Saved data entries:
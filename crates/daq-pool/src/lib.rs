//! Typed frame arrays and the bounded pool that allocates them.
//!
//! - [`NdArray`]: an N-dimensional array of one [`DataType`] with a
//!   [`Dimension`] per axis, a frame id and a timestamp
//! - [`ArrayPool`]: allocates arrays under buffer-count and memory limits and
//!   recycles their storage when the last reference is dropped
//! - [`ArrayPool::convert`]: region-of-interest, binning, reversal and type
//!   conversion of a source array into a new pooled array
//!
//! # Example
//!
//! ```
//! use daq_pool::{ArrayPool, DataType, Dimension};
//!
//! let pool = ArrayPool::new(4, 0);
//! let mut full = pool
//!     .alloc(&[Dimension::new(4), Dimension::new(4)], DataType::UInt8)
//!     .unwrap();
//! full.data_mut().as_mut_slice::<u8>().fill(1);
//!
//! // 2x2 binning of the whole image
//! let binned = pool
//!     .convert(
//!         full.view(),
//!         DataType::UInt16,
//!         &[
//!             Dimension { size: 4, offset: 0, binning: 2, reverse: false },
//!             Dimension { size: 4, offset: 0, binning: 2, reverse: false },
//!         ],
//!     )
//!     .unwrap();
//! assert_eq!(binned.pixels::<u16>().unwrap(), &[4, 4, 4, 4]);
//! ```

pub mod array;
pub mod array_pool;
pub mod convert;
pub mod error;

pub use array::{ArrayInfo, ArrayView, DataType, Dimension, Element, NdArray, SampleBuffer};
pub use array_pool::ArrayPool;
pub use error::PoolError;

The task: Return precisely the lines of the records, starting with the line that holds "pub mod convert;" and ending with the last one.

Your solution:
pub mod convert;
pub mod error;

pub use array::{ArrayInfo, ArrayView, DataType, Dimension, Element, NdArray, SampleBuffer};
pub use array_pool::ArrayPool;
pub use error::PoolError;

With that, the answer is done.